Non era quello che a lui interessava o forse non gli interessava più e non interessa qui. Non avrebbe saputo dire perché ma a Simenon piaceva la neve; piaceva il segno di sé che l’uomo lasciava sulla neve; tracce. E non sapeva l’origine di quel pensiero.
Soprattutto, lo scrittore, provava simpatia per i colpevoli. Infondo, nei suoi romanzi, colpevole e vittima appartengono allo stesso paesaggio, alla stessa persona. Ed erano paesaggi duri e difficili quelli dove è la stessa vita a condannare, e il giudizio è come sospeso sopra le teste, al di sopra dell’uomo.
Forse è doveroso spiegare chi è Domenico, anche per la comprensione dei fatti e del racconto dove lo stesso io narrante non sa di essere. Domenico era un cacciatore o almeno si definiva un cacciatore. Anzi, meglio, come sosteneva lui orgogliosamente, un cacciatore di lepri e fagiani.
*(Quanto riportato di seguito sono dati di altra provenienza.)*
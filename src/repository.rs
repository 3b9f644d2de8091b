use crate::models::{
    Article, ArticleRow, NewArticle, NewUser, PersonalAccessToken, User,
};
use async_trait::async_trait;
use sqlx::PgPool;
use std::sync::Arc;

/// RepositoryError
///
/// Failures surfaced by a store. Services turn them into `ApiError::Repository`
/// (or into the batch-specific 500 message).
#[derive(Debug, thiserror::Error)]
pub enum RepositoryError {
    #[error("database error: {0}")]
    Database(#[from] sqlx::Error),

    /// A write targeted a row that disappeared between read and write.
    #[error("article {0} no longer exists")]
    RowNotFound(i64),

    /// The store refuses writes (used by the in-memory store to simulate outages).
    #[error("store unavailable: {0}")]
    Unavailable(String),
}

pub type RepoResult<T> = Result<T, RepositoryError>;

/// Repository Trait
///
/// The persistence contract for articles, users and access tokens. Handlers and
/// services only ever see `Arc<dyn Repository>`, so Postgres and the in-memory store
/// are interchangeable.
#[async_trait]
pub trait Repository: Send + Sync {
    // --- Articles: default scope (active only) ---
    async fn list_articles(&self) -> RepoResult<Vec<Article>>;
    async fn find_article(&self, id: i64) -> RepoResult<Option<Article>>;

    // --- Articles: trash ---
    async fn list_trashed_articles(&self) -> RepoResult<Vec<Article>>;
    // Ignores the soft-delete scope.
    async fn find_article_with_trashed(&self, id: i64) -> RepoResult<Option<Article>>;

    // --- Articles: writes ---
    async fn create_article(&self, article: NewArticle) -> RepoResult<Article>;
    // Persists name/price/stock of `article`; never touches `deleted_at`.
    async fn update_article(&self, article: &Article) -> RepoResult<Article>;
    // Persists every article in one atomic unit: all rows are written or none is.
    async fn update_articles(&self, articles: &[Article]) -> RepoResult<Vec<Article>>;
    async fn soft_delete_article(&self, id: i64) -> RepoResult<bool>;
    async fn restore_article(&self, id: i64) -> RepoResult<Option<Article>>;
    async fn force_delete_article(&self, id: i64) -> RepoResult<bool>;

    // --- Users ---
    async fn find_user(&self, id: i64) -> RepoResult<Option<User>>;
    async fn find_user_by_login(&self, login: &str) -> RepoResult<Option<User>>;
    async fn find_user_by_refresh_token(&self, token: &str) -> RepoResult<Option<User>>;
    async fn create_user(&self, user: NewUser) -> RepoResult<User>;
    // Overwrites (or clears, with `None`) the single refresh token of a user.
    async fn set_refresh_token(&self, user_id: i64, token: Option<&str>) -> RepoResult<()>;

    // --- Access tokens ---
    async fn create_access_token(
        &self,
        user_id: i64,
        name: &str,
        abilities: &[String],
    ) -> RepoResult<PersonalAccessToken>;
    async fn find_access_token(&self, id: i64) -> RepoResult<Option<PersonalAccessToken>>;
    async fn revoke_access_token(&self, id: i64) -> RepoResult<bool>;
    // Returns how many tokens were revoked.
    async fn revoke_all_access_tokens(&self, user_id: i64) -> RepoResult<u64>;
}

/// RepositoryState
///
/// The concrete type used to share the persistence layer across the application state.
pub type RepositoryState = Arc<dyn Repository>;

const ARTICLE_COLUMNS: &str = "id, name, price, stock, deleted_at, created_at, updated_at";
const USER_COLUMNS: &str = "id, login, password_hash, refresh_token, created_at, updated_at";
const TOKEN_COLUMNS: &str = "id, user_id, name, abilities, created_at";

/// PostgresRepository
///
/// The `Repository` implementation backed by PostgreSQL.
pub struct PostgresRepository {
    pool: PgPool,
}

impl PostgresRepository {
    /// Creates a new repository instance using the initialized connection pool.
    pub fn new(pool: PgPool) -> Self {
        Self { pool }
    }
}

#[async_trait]
impl Repository for PostgresRepository {
    async fn list_articles(&self) -> RepoResult<Vec<Article>> {
        let rows = sqlx::query_as::<_, ArticleRow>(&format!(
            "SELECT {ARTICLE_COLUMNS} FROM articles WHERE deleted_at IS NULL ORDER BY id"
        ))
        .fetch_all(&self.pool)
        .await?;
        Ok(rows.into_iter().map(Article::from).collect())
    }

    async fn find_article(&self, id: i64) -> RepoResult<Option<Article>> {
        let row = sqlx::query_as::<_, ArticleRow>(&format!(
            "SELECT {ARTICLE_COLUMNS} FROM articles WHERE id = $1 AND deleted_at IS NULL"
        ))
        .bind(id)
        .fetch_optional(&self.pool)
        .await?;
        Ok(row.map(Article::from))
    }

    async fn list_trashed_articles(&self) -> RepoResult<Vec<Article>> {
        let rows = sqlx::query_as::<_, ArticleRow>(&format!(
            "SELECT {ARTICLE_COLUMNS} FROM articles WHERE deleted_at IS NOT NULL ORDER BY id"
        ))
        .fetch_all(&self.pool)
        .await?;
        Ok(rows.into_iter().map(Article::from).collect())
    }

    async fn find_article_with_trashed(&self, id: i64) -> RepoResult<Option<Article>> {
        let row = sqlx::query_as::<_, ArticleRow>(&format!(
            "SELECT {ARTICLE_COLUMNS} FROM articles WHERE id = $1"
        ))
        .bind(id)
        .fetch_optional(&self.pool)
        .await?;
        Ok(row.map(Article::from))
    }

    async fn create_article(&self, article: NewArticle) -> RepoResult<Article> {
        let row = sqlx::query_as::<_, ArticleRow>(&format!(
            "INSERT INTO articles (name, price, stock, created_at, updated_at) \
             VALUES ($1, $2, $3, NOW(), NOW()) RETURNING {ARTICLE_COLUMNS}"
        ))
        .bind(&article.name)
        .bind(article.price)
        .bind(article.stock)
        .fetch_one(&self.pool)
        .await?;
        Ok(row.into())
    }

    async fn update_article(&self, article: &Article) -> RepoResult<Article> {
        let row = sqlx::query_as::<_, ArticleRow>(&format!(
            "UPDATE articles SET name = $2, price = $3, stock = $4, updated_at = NOW() \
             WHERE id = $1 RETURNING {ARTICLE_COLUMNS}"
        ))
        .bind(article.id)
        .bind(&article.name)
        .bind(article.price)
        .bind(article.stock)
        .fetch_optional(&self.pool)
        .await?;
        row.map(Article::from)
            .ok_or(RepositoryError::RowNotFound(article.id))
    }

    /// update_articles
    ///
    /// Writes every article inside one transaction. Any failure returns early, which
    /// drops the transaction and rolls back the rows already written.
    async fn update_articles(&self, articles: &[Article]) -> RepoResult<Vec<Article>> {
        let mut tx = self.pool.begin().await?;
        let mut saved = Vec::with_capacity(articles.len());

        for article in articles {
            let row = sqlx::query_as::<_, ArticleRow>(&format!(
                "UPDATE articles SET name = $2, price = $3, stock = $4, updated_at = NOW() \
                 WHERE id = $1 RETURNING {ARTICLE_COLUMNS}"
            ))
            .bind(article.id)
            .bind(&article.name)
            .bind(article.price)
            .bind(article.stock)
            .fetch_optional(&mut *tx)
            .await?
            .ok_or(RepositoryError::RowNotFound(article.id))?;
            saved.push(Article::from(row));
        }

        tx.commit().await?;
        Ok(saved)
    }

    async fn soft_delete_article(&self, id: i64) -> RepoResult<bool> {
        let res = sqlx::query(
            "UPDATE articles SET deleted_at = NOW() WHERE id = $1 AND deleted_at IS NULL",
        )
        .bind(id)
        .execute(&self.pool)
        .await?;
        Ok(res.rows_affected() > 0)
    }

    async fn restore_article(&self, id: i64) -> RepoResult<Option<Article>> {
        let row = sqlx::query_as::<_, ArticleRow>(&format!(
            "UPDATE articles SET deleted_at = NULL, updated_at = NOW() \
             WHERE id = $1 AND deleted_at IS NOT NULL RETURNING {ARTICLE_COLUMNS}"
        ))
        .bind(id)
        .fetch_optional(&self.pool)
        .await?;
        Ok(row.map(Article::from))
    }

    async fn force_delete_article(&self, id: i64) -> RepoResult<bool> {
        let res = sqlx::query("DELETE FROM articles WHERE id = $1 AND deleted_at IS NOT NULL")
            .bind(id)
            .execute(&self.pool)
            .await?;
        Ok(res.rows_affected() > 0)
    }

    async fn find_user(&self, id: i64) -> RepoResult<Option<User>> {
        let user = sqlx::query_as::<_, User>(&format!(
            "SELECT {USER_COLUMNS} FROM users WHERE id = $1"
        ))
        .bind(id)
        .fetch_optional(&self.pool)
        .await?;
        Ok(user)
    }

    async fn find_user_by_login(&self, login: &str) -> RepoResult<Option<User>> {
        let user = sqlx::query_as::<_, User>(&format!(
            "SELECT {USER_COLUMNS} FROM users WHERE login = $1"
        ))
        .bind(login)
        .fetch_optional(&self.pool)
        .await?;
        Ok(user)
    }

    async fn find_user_by_refresh_token(&self, token: &str) -> RepoResult<Option<User>> {
        let user = sqlx::query_as::<_, User>(&format!(
            "SELECT {USER_COLUMNS} FROM users WHERE refresh_token = $1"
        ))
        .bind(token)
        .fetch_optional(&self.pool)
        .await?;
        Ok(user)
    }

    async fn create_user(&self, user: NewUser) -> RepoResult<User> {
        let user = sqlx::query_as::<_, User>(&format!(
            "INSERT INTO users (login, password_hash, created_at, updated_at) \
             VALUES ($1, $2, NOW(), NOW()) RETURNING {USER_COLUMNS}"
        ))
        .bind(&user.login)
        .bind(&user.password_hash)
        .fetch_one(&self.pool)
        .await?;
        Ok(user)
    }

    async fn set_refresh_token(&self, user_id: i64, token: Option<&str>) -> RepoResult<()> {
        sqlx::query("UPDATE users SET refresh_token = $2, updated_at = NOW() WHERE id = $1")
            .bind(user_id)
            .bind(token)
            .execute(&self.pool)
            .await?;
        Ok(())
    }

    async fn create_access_token(
        &self,
        user_id: i64,
        name: &str,
        abilities: &[String],
    ) -> RepoResult<PersonalAccessToken> {
        let token = sqlx::query_as::<_, PersonalAccessToken>(&format!(
            "INSERT INTO personal_access_tokens (user_id, name, abilities, created_at) \
             VALUES ($1, $2, $3, NOW()) RETURNING {TOKEN_COLUMNS}"
        ))
        .bind(user_id)
        .bind(name)
        .bind(abilities.to_vec())
        .fetch_one(&self.pool)
        .await?;
        Ok(token)
    }

    async fn find_access_token(&self, id: i64) -> RepoResult<Option<PersonalAccessToken>> {
        let token = sqlx::query_as::<_, PersonalAccessToken>(&format!(
            "SELECT {TOKEN_COLUMNS} FROM personal_access_tokens WHERE id = $1"
        ))
        .bind(id)
        .fetch_optional(&self.pool)
        .await?;
        Ok(token)
    }

    async fn revoke_access_token(&self, id: i64) -> RepoResult<bool> {
        let res = sqlx::query("DELETE FROM personal_access_tokens WHERE id = $1")
            .bind(id)
            .execute(&self.pool)
            .await?;
        Ok(res.rows_affected() > 0)
    }

    async fn revoke_all_access_tokens(&self, user_id: i64) -> RepoResult<u64> {
        let res = sqlx::query("DELETE FROM personal_access_tokens WHERE user_id = $1")
            .bind(user_id)
            .execute(&self.pool)
            .await?;
        Ok(res.rows_affected())
    }
}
Animali infidi e difficili, soprattutto i fagiani.
Non si ricordava però che fosse mai tornato con una preda. E non se ne vedevano da una vita, almeno fino a Canal San Bovo. Chi lo conosceva da allora aveva sempre sentito questa storia da quando Modugno vinceva con Addio… addio. Erano passati proprio quarant’anni, e, allora, erano ancora più di tremila paesani. L’unica cosa certa al riguardo restava che lui sapeva annusare e riconoscere la merda delle lepri.
Quel giorno, come succedeva spesso, era rincasato in ritardo. Aveva sbuffato, come di solito, deluso, ed era passato a lavarsi, sicuro che un posto a tavola gli spettasse di diritto; sudato come un cacciatore. Certo di quello che era.
Clara lo lasciò interdetto; di stucco: “Credo che sarebbe ora e tempo che cominciassi anche tu ad occuparti del pranzo. Sono ore“?
La guardò esterrefatto. Cercò comprensione intorno; nel silenzio. Non si era nemmeno dato la pena di togliersi le scarpe e si sentiva ancora tutto bagnato. Diede uno sguardo eloquente a Gianluca con gli occhi che parlavano. Ma l’amico lo ricambiò disarmato e alzò le spalle: “Ha ragione anche lei. Dovresti cercare di capirla“.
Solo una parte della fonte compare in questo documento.